What do the new HIPAA regulations mean for the future in pharmacy?
These new regulations really mean one thing: stricter controls for patient privacy. In other words, patients' health information, or PHI, must now be protected explicitly. Components you must address to be in compliance with this new rule include:
- New requirements for patients' information access and privacy
Patients now have the right to restrict who sees their personal health information, and they must have access to their own files. If health professionals should need access to these files for patients or for other allowable reasons, privacy requirements still allow this.
- Reporting of all security breaches
Under the new regulations, you must notify the Department of Health and Human Services if ANY breach occurs, unless disclosure of PHI is allowable under the privacy rule. Subcontractors and business associates will need to sign agreements that will be updated on a regular basis, and they must also comply with the HIPAA security rules.
- Implementing physical safeguards for PHI and tightly securing devices
- Restricting access to PHI
In addition, secure authentication and strict login procedures and protocols must be used to further protect PHI through carefully controlled and restricted access.
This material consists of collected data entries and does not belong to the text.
pub mod config;
pub mod db;
pub mod fees;
pub mod finder;

/// Schema version of the asset db, bumped on any table layout change.
pub const ASSET_DB_VERSION: u64 = 7;
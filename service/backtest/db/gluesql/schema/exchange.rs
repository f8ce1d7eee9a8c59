use gluesql_derive::{FromGlueSqlRow, ReflectGlueSqlRow, ToGlueSqlRow};
use trading_model::ExchangeInfo;

pub const EXCHANGES: &str = "exchanges";

#[derive(Debug, Clone, FromGlueSqlRow, ReflectGlueSqlRow, ToGlueSqlRow, PartialEq, Eq)]
pub struct DbRowExchange {
    pub exchange: String,
    pub canonical_name: String,
    pub country_code: String,
}

impl From<DbRowExchange> for ExchangeInfo {
    fn from(x: DbRowExchange) -> Self {
        ExchangeInfo {
            name: x.exchange,
            canonical_name: x.canonical_name,
            country_code: x.country_code,
        }
    }
}
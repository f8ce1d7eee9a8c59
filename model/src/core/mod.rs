mod date;
mod time;

pub use date::*;
pub use time::*;
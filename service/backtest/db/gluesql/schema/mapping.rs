use gluesql_derive::{FromGlueSqlRow, ReflectGlueSqlRow, ToGlueSqlRow};

pub const EQUITY_SYMBOL_MAPPINGS: &str = "equity_symbol_mappings";

/// symbol held by a sid over `[start_date, end_date]`, append only
#[derive(Debug, Clone, FromGlueSqlRow, ReflectGlueSqlRow, ToGlueSqlRow, PartialEq, Eq)]
pub struct DbRowSymbolMapping {
    pub id: u64,
    pub sid: u64,
    pub symbol: String,
    pub company_symbol: String,
    pub share_class_symbol: String,
    pub start_date: i64,
    pub end_date: i64,
}
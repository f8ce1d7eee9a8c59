use std::fmt::Debug;
use std::marker::PhantomData;
use std::ops::{Deref, DerefMut};

use async_trait::async_trait;
use eyre::bail;
use gluesql::core::ast::Statement;
use gluesql::core::ast_builder::*;
use gluesql::core::store::{GStore, GStoreMut};
use gluesql::prelude::{Glue, Payload};
use gluesql_derive::{FromGlueSqlRow, ReflectGlueSqlRow, ToGlueSqlRow};

/// Row of a [`Table`], derived with the gluesql_derive macros.
pub trait DbRow: ReflectGlueSqlRow + FromGlueSqlRow + ToGlueSqlRow + Debug {}
impl<T: ReflectGlueSqlRow + FromGlueSqlRow + ToGlueSqlRow + Debug> DbRow for T {}

/// Typed handle on one table of a gluesql storage.
pub struct Table<G: GStore + GStoreMut, D: DbRow> {
    glue: Glue<G>,
    name: String,
    row: PhantomData<D>,
}

impl<G: GStore + GStoreMut + Clone, D: DbRow> Clone for Table<G, D> {
    fn clone(&self) -> Self {
        Self::new(self.name.clone(), self.glue.storage.clone())
    }
}

impl<G: GStore + GStoreMut, D: DbRow> Table<G, D> {
    pub fn new(name: impl Into<String>, storage: G) -> Self {
        Table {
            glue: Glue::new(storage),
            name: name.into(),
            row: PhantomData,
        }
    }
    pub fn name(&self) -> &str {
        &self.name
    }
    /// whether the schema of the table is in the storage
    pub async fn exists(&self) -> eyre::Result<bool> {
        Ok(self.glue.storage.fetch_schema(&self.name).await?.is_some())
    }

    async fn execute_insert(&mut self, sql: Statement, expected: usize) -> eyre::Result<usize> {
        match self.glue.execute_stmt(&sql).await? {
            Payload::Insert(n) if n == expected => Ok(n),
            other => bail!("insert into {} expected {expected} rows, got {other:?}", self.name),
        }
    }
    pub async fn insert(&mut self, row: D) -> eyre::Result<()> {
        let sql = table(self.name.as_str())
            .insert()
            .columns(D::columns())
            .values(vec![row.to_gluesql_row()])
            .build()?;
        self.execute_insert(sql, 1).await?;
        Ok(())
    }
    /// one statement for all `rows`, callers keep it under the bound parameter limit
    pub async fn insert_many(&mut self, rows: &[D]) -> eyre::Result<usize> {
        if rows.is_empty() {
            return Ok(0);
        }
        let sql = table(self.name.as_str())
            .insert()
            .columns(D::columns())
            .values(rows.iter().map(|row| row.to_gluesql_row()).collect::<Vec<_>>())
            .build()?;
        self.execute_insert(sql, rows.len()).await
    }

    pub async fn delete(&mut self, filter: ExprNode<'static>) -> eyre::Result<usize> {
        let sql = table(self.name.as_str()).delete().filter(filter).build()?;
        match self.glue.execute_stmt(&sql).await? {
            Payload::Delete(n) => Ok(n),
            other => bail!("delete from {} returned {other:?}", self.name),
        }
    }

    async fn query(&mut self, sql: Statement) -> eyre::Result<Vec<D>> {
        match self.glue.execute_stmt(&sql).await? {
            Payload::Select { labels, rows } => Ok(D::from_gluesql_rows(&labels, rows)?),
            other => bail!("select from {} returned {other:?}", self.name),
        }
    }
    /// rows matching `filter` in storage order
    pub async fn select_unordered(&mut self, filter: Option<ExprNode<'static>>) -> eyre::Result<Vec<D>> {
        let select = table(self.name.as_str()).select();
        let sql = match filter {
            Some(filter) => select.filter(filter).project(D::columns()).build()?,
            None => select.project(D::columns()).build()?,
        };
        self.query(sql).await
    }
    pub async fn select(
        &mut self,
        filter: Option<ExprNode<'static>>,
        order: impl Into<OrderByExprList<'static>>,
    ) -> eyre::Result<Vec<D>> {
        let select = table(self.name.as_str()).select();
        let sql = match filter {
            Some(filter) => select.filter(filter).project(D::columns()).order_by(order).build()?,
            None => select.project(D::columns()).order_by(order).build()?,
        };
        self.query(sql).await
    }
    /// fails when more than one row matches
    pub async fn select_one_unordered(&mut self, filter: Option<ExprNode<'static>>) -> eyre::Result<Option<D>> {
        let mut rows = self.select_unordered(filter).await?;
        match rows.len() {
            0 => Ok(None),
            1 => Ok(rows.pop()),
            n => bail!("expected at most 1 row in {}, found {n}", self.name),
        }
    }
}

impl<G: GStore + GStoreMut, D: DbRow> Deref for Table<G, D> {
    type Target = Glue<G>;
    fn deref(&self) -> &Self::Target {
        &self.glue
    }
}
impl<G: GStore + GStoreMut, D: DbRow> DerefMut for Table<G, D> {
    fn deref_mut(&mut self) -> &mut Self::Target {
        &mut self.glue
    }
}

/// Filter expressions the asset store queries with.
pub struct QueryFilter;
impl QueryFilter {
    pub fn eq_string(key: impl AsRef<str>, value: impl AsRef<str>) -> ExprNode<'static> {
        col(key.as_ref().to_string()).eq(text(value.as_ref().to_string()))
    }
    /// `key IN (...)`, one bound value per item
    pub fn in_u64(key: impl AsRef<str>, values: &[u64]) -> ExprNode<'static> {
        let list: Vec<ExprNode<'static>> = values.iter().map(|v| num(*v)).collect();
        col(key.as_ref().to_string()).in_list(list)
    }
    pub fn in_string(key: impl AsRef<str>, values: &[String]) -> ExprNode<'static> {
        let list: Vec<ExprNode<'static>> = values.iter().map(|v| text(v.clone())).collect();
        col(key.as_ref().to_string()).in_list(list)
    }
}

/// create the table from the row's ddl, no-op when it already exists
/// T to work around orphan rule
#[async_trait(?Send)]
pub trait TableCreate<T: ReflectGlueSqlRow> {
    async fn create_table(&mut self) -> eyre::Result<()>;
}

#[async_trait(?Send)]
impl<G: GStore + GStoreMut, D: DbRow> TableCreate<D> for Table<G, D> {
    async fn create_table(&mut self) -> eyre::Result<()> {
        if self.exists().await? {
            return Ok(());
        }
        let ddl = D::get_ddl(self.name());
        self.glue.execute(ddl.as_str()).await?;
        Ok(())
    }
}
use serde::{Deserialize, Serialize};

/// Country code used when an exchange was ingested without one.
pub const UNKNOWN_COUNTRY_CODE: &str = "??";

#[derive(Debug, Clone, PartialEq, Eq, Hash, Serialize, Deserialize)]
pub struct ExchangeInfo {
    pub name: String,
    pub canonical_name: String,
    pub country_code: String,
}

impl ExchangeInfo {
    pub fn new(name: impl Into<String>, canonical_name: Option<String>, country_code: Option<String>) -> Self {
        let name = name.into();
        Self {
            canonical_name: canonical_name.unwrap_or_else(|| name.clone()),
            country_code: country_code.unwrap_or_else(|| UNKNOWN_COUNTRY_CODE.to_string()),
            name,
        }
    }
    /// Name a trading calendar would be registered under.
    pub fn calendar_name(&self) -> &str {
        &self.canonical_name
    }
}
Other changes to restrict access include centralized workstations and protocols implemented to eliminate, reduce, or use components that store PHI.
How can pharmacy shelving upgrades help you comply with HIPAA regulations?
- Secure fixtures can help you protect patient health information
These new HIPAA regulations are a permanent part of the future in pharmacy, so it's worth investing in any new pharmacy fixtures that will protect PHI. Some of these include:
- Components for centralized workstations
With workstations now required to be centralized so that it's simpler to strictly control personnel access, you may need to designate an area for that specific use.
Centralized workstations are important because they allow for careful monitoring at all times. It's much more difficult to either deliberately or accidentally cause a breach without being noticed. In addition, authenticated logins provide another layer of protection for patients' privacy and PHI access.
Privacy protections are a major concern now and for the future in pharmacy, thanks to HIPAA regulations that went into effect in September 2013. Fortunately, simple upgrades to your pharmacy workspace can help you create strictly controlled centralized workstations, and can also allow you to securely lock away any portable devices used to access PHI when not in use.